Your objective ▸
Every line with the string "stage" must be copied from the entries below.

Data for review ▸
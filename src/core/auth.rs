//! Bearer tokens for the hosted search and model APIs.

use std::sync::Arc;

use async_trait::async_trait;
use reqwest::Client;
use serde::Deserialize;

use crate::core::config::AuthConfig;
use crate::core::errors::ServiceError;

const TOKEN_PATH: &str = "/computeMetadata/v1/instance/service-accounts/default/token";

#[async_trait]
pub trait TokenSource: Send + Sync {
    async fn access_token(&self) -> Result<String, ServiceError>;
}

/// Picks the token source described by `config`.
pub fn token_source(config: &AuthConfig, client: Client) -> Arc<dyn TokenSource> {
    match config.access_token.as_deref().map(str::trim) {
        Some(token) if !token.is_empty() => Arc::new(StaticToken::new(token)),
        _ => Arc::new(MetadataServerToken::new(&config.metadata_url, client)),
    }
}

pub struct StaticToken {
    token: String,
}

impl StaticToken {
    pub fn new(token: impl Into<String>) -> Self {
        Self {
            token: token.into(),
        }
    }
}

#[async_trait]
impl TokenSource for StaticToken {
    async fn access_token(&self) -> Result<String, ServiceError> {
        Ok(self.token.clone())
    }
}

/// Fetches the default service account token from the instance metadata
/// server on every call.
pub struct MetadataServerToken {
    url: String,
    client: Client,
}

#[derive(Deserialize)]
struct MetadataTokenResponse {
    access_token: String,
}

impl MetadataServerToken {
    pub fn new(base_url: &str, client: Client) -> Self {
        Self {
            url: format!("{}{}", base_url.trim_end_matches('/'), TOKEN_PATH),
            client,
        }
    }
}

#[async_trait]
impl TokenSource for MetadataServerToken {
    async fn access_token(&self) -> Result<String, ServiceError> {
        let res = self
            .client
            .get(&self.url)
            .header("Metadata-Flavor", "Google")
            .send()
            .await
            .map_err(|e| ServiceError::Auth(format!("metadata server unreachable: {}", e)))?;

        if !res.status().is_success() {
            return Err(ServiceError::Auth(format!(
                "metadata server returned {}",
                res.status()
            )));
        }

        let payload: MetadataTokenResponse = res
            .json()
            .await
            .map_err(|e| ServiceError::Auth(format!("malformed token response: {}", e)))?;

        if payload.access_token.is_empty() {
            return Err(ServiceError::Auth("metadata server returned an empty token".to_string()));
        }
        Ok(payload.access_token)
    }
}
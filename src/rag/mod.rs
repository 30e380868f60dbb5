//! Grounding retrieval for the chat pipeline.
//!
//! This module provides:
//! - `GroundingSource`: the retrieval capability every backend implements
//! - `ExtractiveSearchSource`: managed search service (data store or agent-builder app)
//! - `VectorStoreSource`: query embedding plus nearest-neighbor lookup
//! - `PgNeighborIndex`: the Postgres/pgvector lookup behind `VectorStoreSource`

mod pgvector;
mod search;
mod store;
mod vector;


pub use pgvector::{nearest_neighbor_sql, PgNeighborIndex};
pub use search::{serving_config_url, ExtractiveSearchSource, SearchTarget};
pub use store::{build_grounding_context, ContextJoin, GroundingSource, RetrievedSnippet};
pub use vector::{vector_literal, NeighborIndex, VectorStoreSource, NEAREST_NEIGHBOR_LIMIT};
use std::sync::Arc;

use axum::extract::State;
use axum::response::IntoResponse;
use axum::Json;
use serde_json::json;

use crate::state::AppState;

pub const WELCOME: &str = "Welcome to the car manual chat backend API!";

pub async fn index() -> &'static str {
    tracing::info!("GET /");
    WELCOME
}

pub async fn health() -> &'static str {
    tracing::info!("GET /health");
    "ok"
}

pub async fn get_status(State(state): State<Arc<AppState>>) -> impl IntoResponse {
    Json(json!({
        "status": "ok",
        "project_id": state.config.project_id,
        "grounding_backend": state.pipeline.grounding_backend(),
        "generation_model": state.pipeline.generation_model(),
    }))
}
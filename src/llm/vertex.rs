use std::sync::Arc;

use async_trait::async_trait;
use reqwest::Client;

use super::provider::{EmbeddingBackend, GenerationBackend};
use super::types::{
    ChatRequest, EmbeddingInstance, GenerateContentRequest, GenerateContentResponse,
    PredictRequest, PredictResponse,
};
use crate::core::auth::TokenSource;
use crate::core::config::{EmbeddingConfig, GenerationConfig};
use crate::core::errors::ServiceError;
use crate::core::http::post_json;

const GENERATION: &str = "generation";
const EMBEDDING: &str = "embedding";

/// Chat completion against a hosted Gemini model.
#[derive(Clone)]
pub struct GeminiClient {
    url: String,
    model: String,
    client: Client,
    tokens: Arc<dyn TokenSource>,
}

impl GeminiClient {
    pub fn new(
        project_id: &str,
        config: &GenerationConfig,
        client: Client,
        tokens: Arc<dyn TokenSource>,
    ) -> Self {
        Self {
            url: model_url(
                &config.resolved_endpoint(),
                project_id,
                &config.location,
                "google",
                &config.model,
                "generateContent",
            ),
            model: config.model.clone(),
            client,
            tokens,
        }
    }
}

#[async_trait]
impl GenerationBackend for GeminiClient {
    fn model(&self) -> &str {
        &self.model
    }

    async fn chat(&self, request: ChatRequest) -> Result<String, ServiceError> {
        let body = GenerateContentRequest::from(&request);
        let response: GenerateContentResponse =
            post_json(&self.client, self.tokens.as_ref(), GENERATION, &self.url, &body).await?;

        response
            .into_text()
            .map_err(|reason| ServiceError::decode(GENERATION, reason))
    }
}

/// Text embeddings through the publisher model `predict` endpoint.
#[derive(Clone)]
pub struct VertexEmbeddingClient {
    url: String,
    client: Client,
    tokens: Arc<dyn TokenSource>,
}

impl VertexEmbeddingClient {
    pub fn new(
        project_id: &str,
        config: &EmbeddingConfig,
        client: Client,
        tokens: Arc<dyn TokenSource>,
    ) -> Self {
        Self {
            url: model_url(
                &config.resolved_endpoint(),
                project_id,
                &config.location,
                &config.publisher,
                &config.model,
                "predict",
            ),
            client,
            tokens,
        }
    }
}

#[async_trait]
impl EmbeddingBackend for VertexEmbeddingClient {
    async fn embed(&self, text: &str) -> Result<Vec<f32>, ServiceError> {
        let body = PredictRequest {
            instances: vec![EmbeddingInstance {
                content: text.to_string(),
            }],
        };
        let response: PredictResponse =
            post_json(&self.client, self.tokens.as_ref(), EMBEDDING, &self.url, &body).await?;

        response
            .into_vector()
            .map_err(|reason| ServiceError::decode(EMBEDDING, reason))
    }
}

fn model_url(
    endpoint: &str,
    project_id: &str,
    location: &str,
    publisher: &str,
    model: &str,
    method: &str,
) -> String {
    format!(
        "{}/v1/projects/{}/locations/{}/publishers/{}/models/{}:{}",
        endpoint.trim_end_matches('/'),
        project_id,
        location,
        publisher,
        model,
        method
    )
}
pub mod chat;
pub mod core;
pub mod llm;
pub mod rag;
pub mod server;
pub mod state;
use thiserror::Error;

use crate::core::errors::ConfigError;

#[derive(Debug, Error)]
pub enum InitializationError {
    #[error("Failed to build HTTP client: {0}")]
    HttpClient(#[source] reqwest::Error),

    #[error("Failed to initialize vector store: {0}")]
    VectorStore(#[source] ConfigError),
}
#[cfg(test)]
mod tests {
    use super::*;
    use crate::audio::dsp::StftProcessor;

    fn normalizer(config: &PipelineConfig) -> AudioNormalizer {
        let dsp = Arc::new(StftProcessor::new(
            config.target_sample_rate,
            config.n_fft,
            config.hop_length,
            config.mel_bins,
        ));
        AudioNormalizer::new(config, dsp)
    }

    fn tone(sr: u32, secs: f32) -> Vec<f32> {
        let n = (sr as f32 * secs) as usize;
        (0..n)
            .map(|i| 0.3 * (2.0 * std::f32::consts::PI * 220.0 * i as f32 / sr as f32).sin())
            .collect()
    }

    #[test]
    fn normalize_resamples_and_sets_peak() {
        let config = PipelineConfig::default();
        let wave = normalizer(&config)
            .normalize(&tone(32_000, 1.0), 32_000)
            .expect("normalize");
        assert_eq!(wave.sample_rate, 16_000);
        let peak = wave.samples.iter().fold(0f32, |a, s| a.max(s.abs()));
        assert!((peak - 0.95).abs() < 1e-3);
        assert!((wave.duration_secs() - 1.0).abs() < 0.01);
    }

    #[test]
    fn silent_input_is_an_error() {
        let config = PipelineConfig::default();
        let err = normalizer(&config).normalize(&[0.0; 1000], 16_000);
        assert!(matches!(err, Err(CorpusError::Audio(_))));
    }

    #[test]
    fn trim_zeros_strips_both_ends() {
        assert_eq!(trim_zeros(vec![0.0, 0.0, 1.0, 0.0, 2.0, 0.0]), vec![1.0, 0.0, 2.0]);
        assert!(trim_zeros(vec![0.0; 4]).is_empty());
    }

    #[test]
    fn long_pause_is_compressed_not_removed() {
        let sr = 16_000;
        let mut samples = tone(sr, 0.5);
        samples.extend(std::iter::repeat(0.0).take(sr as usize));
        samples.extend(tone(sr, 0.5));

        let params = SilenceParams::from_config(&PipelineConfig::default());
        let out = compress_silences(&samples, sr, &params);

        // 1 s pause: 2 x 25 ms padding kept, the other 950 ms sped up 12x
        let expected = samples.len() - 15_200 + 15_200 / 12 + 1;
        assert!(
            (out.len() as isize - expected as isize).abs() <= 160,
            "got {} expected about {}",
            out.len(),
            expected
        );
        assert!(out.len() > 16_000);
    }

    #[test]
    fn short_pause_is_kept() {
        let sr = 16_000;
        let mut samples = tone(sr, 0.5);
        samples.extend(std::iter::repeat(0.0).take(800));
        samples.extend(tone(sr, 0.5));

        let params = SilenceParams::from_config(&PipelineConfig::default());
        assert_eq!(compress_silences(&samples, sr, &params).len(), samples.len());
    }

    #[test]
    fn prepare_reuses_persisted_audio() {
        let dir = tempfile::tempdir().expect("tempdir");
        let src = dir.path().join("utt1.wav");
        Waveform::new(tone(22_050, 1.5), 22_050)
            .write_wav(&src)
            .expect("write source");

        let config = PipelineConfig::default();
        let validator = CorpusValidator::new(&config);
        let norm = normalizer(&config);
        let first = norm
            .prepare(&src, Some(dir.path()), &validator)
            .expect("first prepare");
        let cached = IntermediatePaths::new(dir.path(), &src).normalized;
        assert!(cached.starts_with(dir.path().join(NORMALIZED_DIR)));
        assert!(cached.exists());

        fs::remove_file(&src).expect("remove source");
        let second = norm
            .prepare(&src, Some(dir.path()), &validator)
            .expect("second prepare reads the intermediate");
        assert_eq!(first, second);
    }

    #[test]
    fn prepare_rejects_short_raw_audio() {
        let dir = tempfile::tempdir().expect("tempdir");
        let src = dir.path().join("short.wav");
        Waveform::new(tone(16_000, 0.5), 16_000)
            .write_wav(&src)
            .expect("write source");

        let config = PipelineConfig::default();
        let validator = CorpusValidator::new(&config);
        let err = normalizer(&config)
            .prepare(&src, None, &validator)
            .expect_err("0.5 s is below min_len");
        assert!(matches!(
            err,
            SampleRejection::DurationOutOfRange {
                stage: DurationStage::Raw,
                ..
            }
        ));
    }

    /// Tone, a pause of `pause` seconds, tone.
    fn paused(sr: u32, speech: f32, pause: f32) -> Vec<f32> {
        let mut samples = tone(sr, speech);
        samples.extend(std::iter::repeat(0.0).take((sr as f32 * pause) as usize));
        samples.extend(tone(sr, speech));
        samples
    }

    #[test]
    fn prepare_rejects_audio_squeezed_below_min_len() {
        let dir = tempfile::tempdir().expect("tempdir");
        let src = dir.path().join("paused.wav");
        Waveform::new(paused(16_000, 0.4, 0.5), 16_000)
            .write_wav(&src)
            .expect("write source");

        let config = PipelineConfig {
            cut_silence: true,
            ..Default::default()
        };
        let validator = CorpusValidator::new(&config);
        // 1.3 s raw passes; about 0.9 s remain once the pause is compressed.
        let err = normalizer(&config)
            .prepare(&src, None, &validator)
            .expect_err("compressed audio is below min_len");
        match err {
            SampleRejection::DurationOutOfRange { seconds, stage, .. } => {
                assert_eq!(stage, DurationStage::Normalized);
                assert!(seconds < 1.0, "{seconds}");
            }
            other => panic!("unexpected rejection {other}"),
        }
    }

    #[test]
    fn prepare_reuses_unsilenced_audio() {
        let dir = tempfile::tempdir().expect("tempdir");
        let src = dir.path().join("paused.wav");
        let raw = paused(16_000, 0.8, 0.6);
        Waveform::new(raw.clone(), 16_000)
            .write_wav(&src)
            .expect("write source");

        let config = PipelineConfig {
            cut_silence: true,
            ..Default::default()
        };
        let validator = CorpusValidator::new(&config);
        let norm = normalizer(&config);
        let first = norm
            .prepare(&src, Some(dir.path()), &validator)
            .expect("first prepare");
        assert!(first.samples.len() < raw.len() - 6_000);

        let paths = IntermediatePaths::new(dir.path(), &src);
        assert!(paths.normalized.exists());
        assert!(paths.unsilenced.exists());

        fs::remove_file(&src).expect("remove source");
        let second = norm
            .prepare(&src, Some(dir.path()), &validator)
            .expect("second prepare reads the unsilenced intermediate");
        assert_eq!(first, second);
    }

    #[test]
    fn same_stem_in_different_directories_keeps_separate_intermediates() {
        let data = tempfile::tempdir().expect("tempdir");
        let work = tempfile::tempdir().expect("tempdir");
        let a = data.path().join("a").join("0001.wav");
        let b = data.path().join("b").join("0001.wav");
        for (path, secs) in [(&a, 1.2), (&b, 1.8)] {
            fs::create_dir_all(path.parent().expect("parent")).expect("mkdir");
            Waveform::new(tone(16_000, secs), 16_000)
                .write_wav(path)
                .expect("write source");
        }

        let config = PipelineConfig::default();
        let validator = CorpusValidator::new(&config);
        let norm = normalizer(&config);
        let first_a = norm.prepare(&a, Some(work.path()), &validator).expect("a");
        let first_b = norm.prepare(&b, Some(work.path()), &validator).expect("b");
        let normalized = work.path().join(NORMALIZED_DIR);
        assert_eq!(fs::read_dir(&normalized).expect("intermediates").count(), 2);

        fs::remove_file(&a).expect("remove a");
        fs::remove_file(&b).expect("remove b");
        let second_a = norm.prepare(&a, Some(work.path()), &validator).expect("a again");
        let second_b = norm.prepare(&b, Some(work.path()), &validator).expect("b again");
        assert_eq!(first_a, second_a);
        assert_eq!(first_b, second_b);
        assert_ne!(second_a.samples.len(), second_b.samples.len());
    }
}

Solution to the exercise ▸
                stage: DurationStage::Raw,
            SampleRejection::DurationOutOfRange { seconds, stage, .. } => {
                assert_eq!(stage, DurationStage::Normalized);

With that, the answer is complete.